Refolding of the TVGG loop moves these four residues towards the protein hydrophobic core, and thereby changes or remodels the core. A large hidden pocket in the hexameric NTD core becomes smaller in the pentamer because the empty space is partly occupied by the repositioned Val59 side chain (Extended Data Fig. 5b). Proximal to the TVGG motif, Met66 changes its rotamer configuration to function as a gate (Fig. 2c). In the hexamer state, the Met66 gate is partly buried in the hydrophobic core in a ‘closed’ configuration and becomes exposed in an ‘open’ configuration to avoid clashing with the folded 310 helix in the pentamer state. More distal to the TVGG motif, the Ala31-Phe32 peptide bond in the helix 1–helix 2 loop rotates by ~180° relative to the hexamer (Extended Data Fig. 5c). The Phe32 side chain points towards the hydrophobic core of the protein and lines the hidden pocket in both states. We propose that these conformational changes are functionally linked, and identify an allosteric network that communicates IP6-mediated interactions in helices 1 and 2 (NTD–NTD interface) to the TVGG switch.
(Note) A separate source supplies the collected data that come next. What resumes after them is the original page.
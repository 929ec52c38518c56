use std::{fmt, fs};

use anyhow::{bail, Context};
use partner_client::Credentials;
use serde::Deserialize;

use crate::{fetch::partner::DEFAULT_VALUE_SCALE, sync::RecoveryPolicy};

const DEFAULT_CONFIG_PATH: &str = "usage-sync.toml";
const DEFAULT_DATA_DIR: &str = "db";

#[derive(Debug, Clone, Copy, PartialEq, Eq, Default, Deserialize)]
#[serde(rename_all = "snake_case")]
pub enum StoreKind {
    /// One CSV file per device.
    #[default]
    Csv,
    /// One SQLite database per device.
    Sqlite,
}

#[derive(Debug, Clone, Deserialize)]
pub struct StoreConfig {
    #[serde(default)]
    pub kind: StoreKind,
    #[serde(default = "default_data_dir")]
    pub data_dir: String,
}

impl Default for StoreConfig {
    fn default() -> Self {
        Self {
            kind: StoreKind::default(),
            data_dir: default_data_dir(),
        }
    }
}

#[derive(Clone, Deserialize)]
pub struct PartnerConfig {
    /// JSON snapshot the partner API calls are served from.
    pub snapshot_path: String,
    #[serde(default)]
    pub partner_email: String,
    /// Prefer `PARTNER_PASSWORD` over putting this in the file.
    #[serde(default)]
    pub password: String,
    #[serde(default = "default_value_scale")]
    pub value_scale: f64,
}

impl PartnerConfig {
    pub fn credentials(&self) -> Credentials {
        Credentials::new(self.partner_email.clone(), self.password.clone())
    }
}

impl fmt::Debug for PartnerConfig {
    fn fmt(&self, f: &mut fmt::Formatter<'_>) -> fmt::Result {
        f.debug_struct("PartnerConfig")
            .field("snapshot_path", &self.snapshot_path)
            .field("partner_email", &self.partner_email)
            .field("password", &"<redacted>")
            .field("value_scale", &self.value_scale)
            .finish()
    }
}

#[derive(Debug, Clone, Deserialize)]
pub struct ScheduleConfig {
    pub interval_secs: u64,
}

#[derive(Debug, Clone, Deserialize)]
pub struct MetricsConfig {
    pub bind_addr: String,
}

#[derive(Debug, Clone, Deserialize)]
pub struct AppConfig {
    #[serde(default)]
    pub clients: Vec<String>,
    #[serde(default)]
    pub recovery_policy: RecoveryPolicy,
    #[serde(default)]
    pub store: StoreConfig,
    pub partner: PartnerConfig,
    pub schedule: Option<ScheduleConfig>,
    pub metrics: Option<MetricsConfig>,
}

fn default_data_dir() -> String {
    DEFAULT_DATA_DIR.to_string()
}

fn default_value_scale() -> f64 {
    DEFAULT_VALUE_SCALE
}

impl AppConfig {
    /// Read `$USAGE_SYNC_CONFIG` (default `usage-sync.toml`), then apply
    /// `PARTNER_EMAIL`, `PARTNER_PASSWORD` and `USAGE_SYNC_DATA_DIR`.
    pub fn load() -> anyhow::Result<Self> {
        use std::env;

        let path =
            env::var("USAGE_SYNC_CONFIG").unwrap_or_else(|_| DEFAULT_CONFIG_PATH.to_string());
        let contents = fs::read_to_string(&path)
            .with_context(|| format!("failed to read config file '{path}'"))?;
        let mut cfg = Self::from_toml_str(&contents)?;
        cfg.apply_env_overrides(|key| env::var(key).ok());
        Ok(cfg)
    }

    pub fn from_toml_str(contents: &str) -> anyhow::Result<Self> {
        let cfg: AppConfig = toml::from_str(contents)?;
        Ok(cfg)
    }

    pub fn apply_env_overrides<F>(&mut self, get: F)
    where
        F: Fn(&str) -> Option<String>,
    {
        if let Some(email) = get("PARTNER_EMAIL") {
            self.partner.partner_email = email;
        }
        if let Some(password) = get("PARTNER_PASSWORD") {
            self.partner.password = password;
        }
        if let Some(dir) = get("USAGE_SYNC_DATA_DIR") {
            self.store.data_dir = dir;
        }
    }

    pub fn validate(&self) -> anyhow::Result<()> {
        if self.partner.snapshot_path.trim().is_empty() {
            bail!("partner.snapshot_path must be set");
        }
        if self.partner.partner_email.trim().is_empty() {
            bail!("partner.partner_email must be set (or PARTNER_EMAIL)");
        }
        if self.partner.password.is_empty() {
            bail!("partner.password must be set (or PARTNER_PASSWORD)");
        }
        if !self.partner.value_scale.is_finite() || self.partner.value_scale <= 0.0 {
            bail!("partner.value_scale must be a positive number");
        }
        if self.store.data_dir.trim().is_empty() {
            bail!("store.data_dir must not be empty");
        }
        if self.clients.iter().any(|c| c.trim().is_empty()) {
            bail!("clients must not contain empty identifiers");
        }
        if let Some(schedule) = &self.schedule {
            if schedule.interval_secs == 0 {
                bail!("schedule.interval_secs must be >= 1");
            }
        }
        Ok(())
    }
}

#[cfg(test)]
mod tests {
    use super::*;

    const MINIMAL: &str = r#"
        [partner]
        snapshot_path = "partner-snapshot.json"
        partner_email = "ops@example.com"
    "#;

    #[test]
    fn defaults_apply_to_minimal_config() {
        let cfg = AppConfig::from_toml_str(MINIMAL).expect("parse");

        assert!(cfg.clients.is_empty());
        assert_eq!(cfg.recovery_policy, RecoveryPolicy::Rebuild);
        assert_eq!(cfg.store.kind, StoreKind::Csv);
        assert_eq!(cfg.store.data_dir, "db");
        assert_eq!(cfg.partner.value_scale, DEFAULT_VALUE_SCALE);
        assert!(cfg.schedule.is_none());
        assert!(cfg.metrics.is_none());
    }

    #[test]
    fn password_is_required_and_env_can_supply_it() {
        let mut cfg = AppConfig::from_toml_str(MINIMAL).expect("parse");
        assert!(cfg.validate().is_err());

        cfg.apply_env_overrides(|key| match key {
            "PARTNER_PASSWORD" => Some("from-env".to_string()),
            "USAGE_SYNC_DATA_DIR" => Some("/var/lib/usage".to_string()),
            _ => None,
        });
        cfg.validate().expect("valid after env overrides");
        assert_eq!(cfg.partner.credentials().password, "from-env");
        assert_eq!(cfg.partner.partner_email, "ops@example.com");
        assert_eq!(cfg.store.data_dir, "/var/lib/usage");
    }

    #[test]
    fn full_config_parses_policies_and_store_kind() {
        let cfg = AppConfig::from_toml_str(
            r#"
            clients = ["soto", "bodega"]
            recovery_policy = "keep_stale"

            [store]
            kind = "sqlite"
            data_dir = "cache"

            [partner]
            snapshot_path = "snap.json"
            partner_email = "ops@example.com"
            password = "pw"
            value_scale = 1.0

            [schedule]
            interval_secs = 0
            "#,
        )
        .expect("parse");

        assert_eq!(cfg.recovery_policy, RecoveryPolicy::KeepStale);
        assert_eq!(cfg.store.kind, StoreKind::Sqlite);
        assert_eq!(cfg.clients, vec!["soto", "bodega"]);
        assert!(cfg.validate().is_err(), "zero interval must be rejected");
    }

    #[test]
    fn debug_output_hides_password() {
        let mut cfg = AppConfig::from_toml_str(MINIMAL).expect("parse");
        cfg.partner.password = "hunter2".to_string();
        assert!(!format!("{cfg:?}").contains("hunter2"));
    }

    #[test]
    fn unknown_policy_is_rejected() {
        let res = AppConfig::from_toml_str(&format!("recovery_policy = \"delete\"\n{MINIMAL}"));
        assert!(res.is_err());
    }
}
Importance of the TVGG motif and associated elements

All of the residues identified above are important for viral replication or inhibition. Substitutions for Val59 and Gly60 within the TVGG motif result in non-viable or severely impaired viruses21,22,23,24. Mutations in the Pro38-Met39 pawl in helix 2 abolish CA assembly25 or drastically lower the intrinsic stability of the capsid26,27. Asn57 and the Met66 gate modulate binding of the assembled capsid to host factors that are important for nuclear import and integration, as well as binding to one class of capsid-targeting inhibitors28,29,30,31,32,33,34,35,36,37. The hidden pocket in the NTD core that is walled by Phe32 and Val59 is also a binding site for a different class of inhibitors21,38. Thr58 and Met66 mutations and polymorphisms confer drug resistance, although at severe costs to viral fitness21,34,35,36. Thus, the TVGG motif is positioned at a critical site for capsid function and inhibition, indicating that it may have post-assembly functions as well.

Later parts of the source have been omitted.